> Task objective
Quote the entries below from the line with "Ok(plot.to_inline_html(self.div_id.as_deref()))" through the line with "sees the state", both ends included, and only those lines.
━━━━━━━━
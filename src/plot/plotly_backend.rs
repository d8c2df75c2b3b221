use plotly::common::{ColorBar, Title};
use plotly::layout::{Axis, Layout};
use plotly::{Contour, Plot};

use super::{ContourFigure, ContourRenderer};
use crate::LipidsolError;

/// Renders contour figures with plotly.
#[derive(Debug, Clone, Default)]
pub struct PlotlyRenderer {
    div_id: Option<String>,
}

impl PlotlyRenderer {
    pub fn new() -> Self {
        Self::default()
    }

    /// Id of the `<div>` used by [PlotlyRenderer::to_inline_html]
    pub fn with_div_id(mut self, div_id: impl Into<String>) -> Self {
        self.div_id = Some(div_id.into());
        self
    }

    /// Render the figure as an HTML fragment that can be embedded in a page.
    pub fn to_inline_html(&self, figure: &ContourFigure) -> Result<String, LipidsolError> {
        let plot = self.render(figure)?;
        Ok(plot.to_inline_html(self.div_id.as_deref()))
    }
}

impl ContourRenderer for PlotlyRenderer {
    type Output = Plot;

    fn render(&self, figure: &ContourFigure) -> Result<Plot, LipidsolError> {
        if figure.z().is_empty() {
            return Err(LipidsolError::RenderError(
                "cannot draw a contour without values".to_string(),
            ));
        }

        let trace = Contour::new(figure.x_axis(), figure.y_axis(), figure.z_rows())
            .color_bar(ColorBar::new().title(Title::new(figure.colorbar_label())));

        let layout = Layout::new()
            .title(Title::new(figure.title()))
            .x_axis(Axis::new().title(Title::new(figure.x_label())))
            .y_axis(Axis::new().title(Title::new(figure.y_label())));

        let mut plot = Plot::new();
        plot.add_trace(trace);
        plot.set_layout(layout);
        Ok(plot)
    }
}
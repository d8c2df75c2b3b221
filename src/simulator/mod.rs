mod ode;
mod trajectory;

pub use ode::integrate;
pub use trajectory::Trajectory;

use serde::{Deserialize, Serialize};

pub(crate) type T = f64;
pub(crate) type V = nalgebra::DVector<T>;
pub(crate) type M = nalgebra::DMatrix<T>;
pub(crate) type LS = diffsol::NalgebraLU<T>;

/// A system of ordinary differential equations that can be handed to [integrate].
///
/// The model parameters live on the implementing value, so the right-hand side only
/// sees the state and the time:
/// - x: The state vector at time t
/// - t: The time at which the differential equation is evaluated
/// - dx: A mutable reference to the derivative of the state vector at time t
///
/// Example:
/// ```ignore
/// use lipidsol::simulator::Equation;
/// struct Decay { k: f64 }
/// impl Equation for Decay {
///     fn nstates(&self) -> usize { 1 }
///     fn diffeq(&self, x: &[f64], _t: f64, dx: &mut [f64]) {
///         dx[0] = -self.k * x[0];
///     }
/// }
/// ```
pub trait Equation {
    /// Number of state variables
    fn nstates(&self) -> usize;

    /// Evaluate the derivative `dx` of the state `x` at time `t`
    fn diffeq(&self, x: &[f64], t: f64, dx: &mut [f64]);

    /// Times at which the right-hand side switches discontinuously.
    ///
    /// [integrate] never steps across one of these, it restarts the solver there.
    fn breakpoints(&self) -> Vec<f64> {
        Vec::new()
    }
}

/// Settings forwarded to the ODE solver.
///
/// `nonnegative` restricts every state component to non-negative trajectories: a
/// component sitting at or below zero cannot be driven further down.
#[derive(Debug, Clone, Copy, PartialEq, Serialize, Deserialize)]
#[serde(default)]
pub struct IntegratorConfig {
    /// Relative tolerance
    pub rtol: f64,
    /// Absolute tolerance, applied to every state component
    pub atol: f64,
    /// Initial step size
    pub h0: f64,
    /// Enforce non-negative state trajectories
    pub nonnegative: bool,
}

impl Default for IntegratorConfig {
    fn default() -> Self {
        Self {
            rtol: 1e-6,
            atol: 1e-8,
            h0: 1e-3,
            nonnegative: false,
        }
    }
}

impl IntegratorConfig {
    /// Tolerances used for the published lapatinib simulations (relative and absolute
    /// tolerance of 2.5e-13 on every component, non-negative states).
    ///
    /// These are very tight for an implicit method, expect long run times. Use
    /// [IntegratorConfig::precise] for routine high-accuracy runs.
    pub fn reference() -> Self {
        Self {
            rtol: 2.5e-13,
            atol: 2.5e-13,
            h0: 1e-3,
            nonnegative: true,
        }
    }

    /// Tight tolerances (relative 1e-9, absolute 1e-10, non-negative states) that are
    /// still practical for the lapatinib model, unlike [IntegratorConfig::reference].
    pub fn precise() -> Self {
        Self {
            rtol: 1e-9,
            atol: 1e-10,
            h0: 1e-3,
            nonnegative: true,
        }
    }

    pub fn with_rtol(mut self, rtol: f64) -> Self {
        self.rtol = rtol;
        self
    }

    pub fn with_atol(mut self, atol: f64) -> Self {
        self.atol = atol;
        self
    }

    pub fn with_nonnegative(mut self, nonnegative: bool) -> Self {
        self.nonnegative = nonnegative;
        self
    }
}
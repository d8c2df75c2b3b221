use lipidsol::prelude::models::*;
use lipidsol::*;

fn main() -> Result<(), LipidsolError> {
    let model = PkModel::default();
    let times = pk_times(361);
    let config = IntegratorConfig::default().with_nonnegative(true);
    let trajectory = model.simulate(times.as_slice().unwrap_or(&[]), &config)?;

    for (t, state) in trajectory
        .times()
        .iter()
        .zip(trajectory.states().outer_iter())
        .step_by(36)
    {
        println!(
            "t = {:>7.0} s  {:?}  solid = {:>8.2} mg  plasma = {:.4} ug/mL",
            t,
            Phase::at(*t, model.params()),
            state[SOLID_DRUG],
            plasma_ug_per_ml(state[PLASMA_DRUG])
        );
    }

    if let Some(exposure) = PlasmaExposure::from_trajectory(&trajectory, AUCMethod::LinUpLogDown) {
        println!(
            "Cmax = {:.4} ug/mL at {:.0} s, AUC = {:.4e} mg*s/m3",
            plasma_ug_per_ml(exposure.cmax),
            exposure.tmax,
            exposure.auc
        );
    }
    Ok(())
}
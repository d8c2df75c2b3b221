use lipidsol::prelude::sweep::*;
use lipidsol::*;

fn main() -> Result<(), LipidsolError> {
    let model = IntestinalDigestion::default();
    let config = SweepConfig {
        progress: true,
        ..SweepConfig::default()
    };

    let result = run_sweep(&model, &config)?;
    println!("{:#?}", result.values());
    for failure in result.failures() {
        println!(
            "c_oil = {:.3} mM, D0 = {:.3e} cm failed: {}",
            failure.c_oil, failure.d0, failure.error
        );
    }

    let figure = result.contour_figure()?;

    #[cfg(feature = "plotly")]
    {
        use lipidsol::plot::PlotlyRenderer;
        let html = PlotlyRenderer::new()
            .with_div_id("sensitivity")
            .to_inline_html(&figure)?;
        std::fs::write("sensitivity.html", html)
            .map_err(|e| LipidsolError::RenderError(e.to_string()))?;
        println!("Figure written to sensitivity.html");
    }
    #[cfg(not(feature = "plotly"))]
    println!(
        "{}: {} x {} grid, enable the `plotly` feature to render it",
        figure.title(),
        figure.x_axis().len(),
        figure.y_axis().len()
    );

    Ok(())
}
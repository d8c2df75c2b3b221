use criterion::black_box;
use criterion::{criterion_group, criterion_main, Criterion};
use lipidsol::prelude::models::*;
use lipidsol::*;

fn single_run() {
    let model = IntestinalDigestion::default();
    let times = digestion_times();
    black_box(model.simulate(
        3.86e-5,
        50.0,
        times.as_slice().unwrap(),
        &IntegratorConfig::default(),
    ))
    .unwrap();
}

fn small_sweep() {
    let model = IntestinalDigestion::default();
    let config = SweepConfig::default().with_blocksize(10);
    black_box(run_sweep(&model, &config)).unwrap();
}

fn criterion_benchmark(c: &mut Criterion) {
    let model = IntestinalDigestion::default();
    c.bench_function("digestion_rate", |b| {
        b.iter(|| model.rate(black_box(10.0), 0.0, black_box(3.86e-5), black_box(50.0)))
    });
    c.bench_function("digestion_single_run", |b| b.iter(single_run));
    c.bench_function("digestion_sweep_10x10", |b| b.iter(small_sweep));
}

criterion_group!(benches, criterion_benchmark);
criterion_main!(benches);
━━━━━━━━
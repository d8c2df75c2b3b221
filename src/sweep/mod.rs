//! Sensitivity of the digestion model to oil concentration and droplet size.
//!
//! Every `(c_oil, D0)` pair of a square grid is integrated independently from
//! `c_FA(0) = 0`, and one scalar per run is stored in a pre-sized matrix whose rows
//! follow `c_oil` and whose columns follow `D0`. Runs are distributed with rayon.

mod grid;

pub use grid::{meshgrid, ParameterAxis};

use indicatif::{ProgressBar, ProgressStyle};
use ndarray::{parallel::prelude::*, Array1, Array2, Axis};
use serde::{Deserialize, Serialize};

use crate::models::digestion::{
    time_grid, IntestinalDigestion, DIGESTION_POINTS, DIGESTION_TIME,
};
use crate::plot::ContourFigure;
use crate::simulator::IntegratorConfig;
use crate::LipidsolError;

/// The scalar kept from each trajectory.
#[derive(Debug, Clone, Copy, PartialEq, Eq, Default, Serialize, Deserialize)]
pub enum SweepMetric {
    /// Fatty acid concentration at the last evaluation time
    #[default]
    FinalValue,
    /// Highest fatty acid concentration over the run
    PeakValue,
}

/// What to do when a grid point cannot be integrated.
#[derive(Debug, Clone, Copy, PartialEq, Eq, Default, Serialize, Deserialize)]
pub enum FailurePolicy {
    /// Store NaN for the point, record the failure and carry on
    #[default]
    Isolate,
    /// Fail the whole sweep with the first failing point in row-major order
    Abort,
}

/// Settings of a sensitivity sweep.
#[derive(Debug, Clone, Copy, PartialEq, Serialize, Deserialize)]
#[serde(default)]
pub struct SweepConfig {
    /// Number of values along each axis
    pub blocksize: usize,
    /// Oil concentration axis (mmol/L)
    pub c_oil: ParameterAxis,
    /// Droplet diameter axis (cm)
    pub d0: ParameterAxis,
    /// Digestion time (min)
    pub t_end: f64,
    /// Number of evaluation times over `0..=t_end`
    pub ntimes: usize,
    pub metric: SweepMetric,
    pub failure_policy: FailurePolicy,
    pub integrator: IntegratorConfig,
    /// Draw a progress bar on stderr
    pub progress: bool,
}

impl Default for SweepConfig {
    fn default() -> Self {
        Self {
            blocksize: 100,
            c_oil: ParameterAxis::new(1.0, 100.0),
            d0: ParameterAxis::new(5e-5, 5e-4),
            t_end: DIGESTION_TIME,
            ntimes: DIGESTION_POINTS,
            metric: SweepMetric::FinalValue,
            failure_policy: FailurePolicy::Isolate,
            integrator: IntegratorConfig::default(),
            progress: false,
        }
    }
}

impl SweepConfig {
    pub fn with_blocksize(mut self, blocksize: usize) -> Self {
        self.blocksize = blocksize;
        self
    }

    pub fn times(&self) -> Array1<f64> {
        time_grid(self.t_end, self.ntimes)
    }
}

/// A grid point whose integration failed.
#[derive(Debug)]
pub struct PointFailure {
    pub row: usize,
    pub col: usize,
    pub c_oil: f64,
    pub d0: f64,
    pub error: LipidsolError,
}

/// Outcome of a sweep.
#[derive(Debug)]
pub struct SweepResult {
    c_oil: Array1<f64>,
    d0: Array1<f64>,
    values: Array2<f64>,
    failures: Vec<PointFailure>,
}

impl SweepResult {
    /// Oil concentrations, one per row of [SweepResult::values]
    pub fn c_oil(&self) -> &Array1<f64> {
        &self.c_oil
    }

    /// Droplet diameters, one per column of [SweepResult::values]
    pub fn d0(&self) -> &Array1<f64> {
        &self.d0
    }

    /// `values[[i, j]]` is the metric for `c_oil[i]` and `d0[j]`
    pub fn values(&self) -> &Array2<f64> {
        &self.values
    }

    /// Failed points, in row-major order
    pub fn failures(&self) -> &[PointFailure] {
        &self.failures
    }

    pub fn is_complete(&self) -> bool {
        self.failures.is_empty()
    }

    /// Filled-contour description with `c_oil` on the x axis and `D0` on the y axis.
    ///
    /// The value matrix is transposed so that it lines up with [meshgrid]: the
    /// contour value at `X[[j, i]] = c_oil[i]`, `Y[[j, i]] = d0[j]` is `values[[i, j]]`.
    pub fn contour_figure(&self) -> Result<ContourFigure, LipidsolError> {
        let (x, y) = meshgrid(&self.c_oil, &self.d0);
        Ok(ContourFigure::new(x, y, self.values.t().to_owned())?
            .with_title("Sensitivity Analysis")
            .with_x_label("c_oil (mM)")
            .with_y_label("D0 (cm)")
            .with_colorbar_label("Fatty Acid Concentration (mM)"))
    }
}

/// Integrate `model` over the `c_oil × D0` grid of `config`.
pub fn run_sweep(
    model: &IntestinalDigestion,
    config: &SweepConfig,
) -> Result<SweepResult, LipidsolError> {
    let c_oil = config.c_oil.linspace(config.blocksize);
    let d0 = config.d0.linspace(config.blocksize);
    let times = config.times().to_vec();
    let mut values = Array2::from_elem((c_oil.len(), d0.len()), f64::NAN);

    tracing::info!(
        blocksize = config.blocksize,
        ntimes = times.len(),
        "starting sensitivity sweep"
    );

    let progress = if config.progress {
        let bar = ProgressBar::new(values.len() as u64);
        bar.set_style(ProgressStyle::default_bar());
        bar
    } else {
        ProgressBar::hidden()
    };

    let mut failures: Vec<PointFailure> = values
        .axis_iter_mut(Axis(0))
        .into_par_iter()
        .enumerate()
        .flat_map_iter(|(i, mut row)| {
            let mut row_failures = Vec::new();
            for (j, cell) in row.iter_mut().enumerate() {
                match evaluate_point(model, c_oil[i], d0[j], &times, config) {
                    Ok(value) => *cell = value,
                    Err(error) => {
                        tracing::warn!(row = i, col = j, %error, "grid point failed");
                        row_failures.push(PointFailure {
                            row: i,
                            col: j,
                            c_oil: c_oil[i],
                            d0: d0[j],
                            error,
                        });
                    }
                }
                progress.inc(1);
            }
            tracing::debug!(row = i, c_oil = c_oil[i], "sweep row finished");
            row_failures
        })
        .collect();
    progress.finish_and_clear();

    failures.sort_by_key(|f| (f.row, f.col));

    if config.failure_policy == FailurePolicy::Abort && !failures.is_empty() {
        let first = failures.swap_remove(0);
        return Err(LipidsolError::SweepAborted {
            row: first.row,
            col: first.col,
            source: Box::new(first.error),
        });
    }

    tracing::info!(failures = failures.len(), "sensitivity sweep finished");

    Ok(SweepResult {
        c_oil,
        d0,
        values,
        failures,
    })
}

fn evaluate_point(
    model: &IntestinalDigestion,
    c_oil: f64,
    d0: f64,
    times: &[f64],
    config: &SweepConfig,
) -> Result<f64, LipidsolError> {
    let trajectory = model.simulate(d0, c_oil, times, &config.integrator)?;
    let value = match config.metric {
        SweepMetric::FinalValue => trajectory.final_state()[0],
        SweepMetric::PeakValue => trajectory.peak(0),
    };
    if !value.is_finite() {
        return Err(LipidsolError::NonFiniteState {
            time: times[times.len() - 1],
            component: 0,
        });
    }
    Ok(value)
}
━━━━━━━━
> Completed task
        Ok(plot.to_inline_html(self.div_id.as_deref()))
    }
}

impl ContourRenderer for PlotlyRenderer {
    type Output = Plot;

    fn render(&self, figure: &ContourFigure) -> Result<Plot, LipidsolError> {
        if figure.z().is_empty() {
            return Err(LipidsolError::RenderError(
                "cannot draw a contour without values".to_string(),
            ));
        }

        let trace = Contour::new(figure.x_axis(), figure.y_axis(), figure.z_rows())
            .color_bar(ColorBar::new().title(Title::new(figure.colorbar_label())));

        let layout = Layout::new()
            .title(Title::new(figure.title()))
            .x_axis(Axis::new().title(Title::new(figure.x_label())))
            .y_axis(Axis::new().title(Title::new(figure.y_label())));

        let mut plot = Plot::new();
        plot.add_trace(trace);
        plot.set_layout(layout);
        Ok(plot)
    }
}
repository d8c2df75c2b3b221
filename src/simulator/mod.rs
mod ode;
mod trajectory;

pub use ode::integrate;
pub use trajectory::Trajectory;

use serde::{Deserialize, Serialize};

pub(crate) type T = f64;
pub(crate) type V = nalgebra::DVector<T>;
pub(crate) type M = nalgebra::DMatrix<T>;
pub(crate) type LS = diffsol::NalgebraLU<T>;

/// A system of ordinary differential equations that can be handed to [integrate].
///
/// The model parameters live on the implementing value, so the right-hand side only
/// sees the state and the time:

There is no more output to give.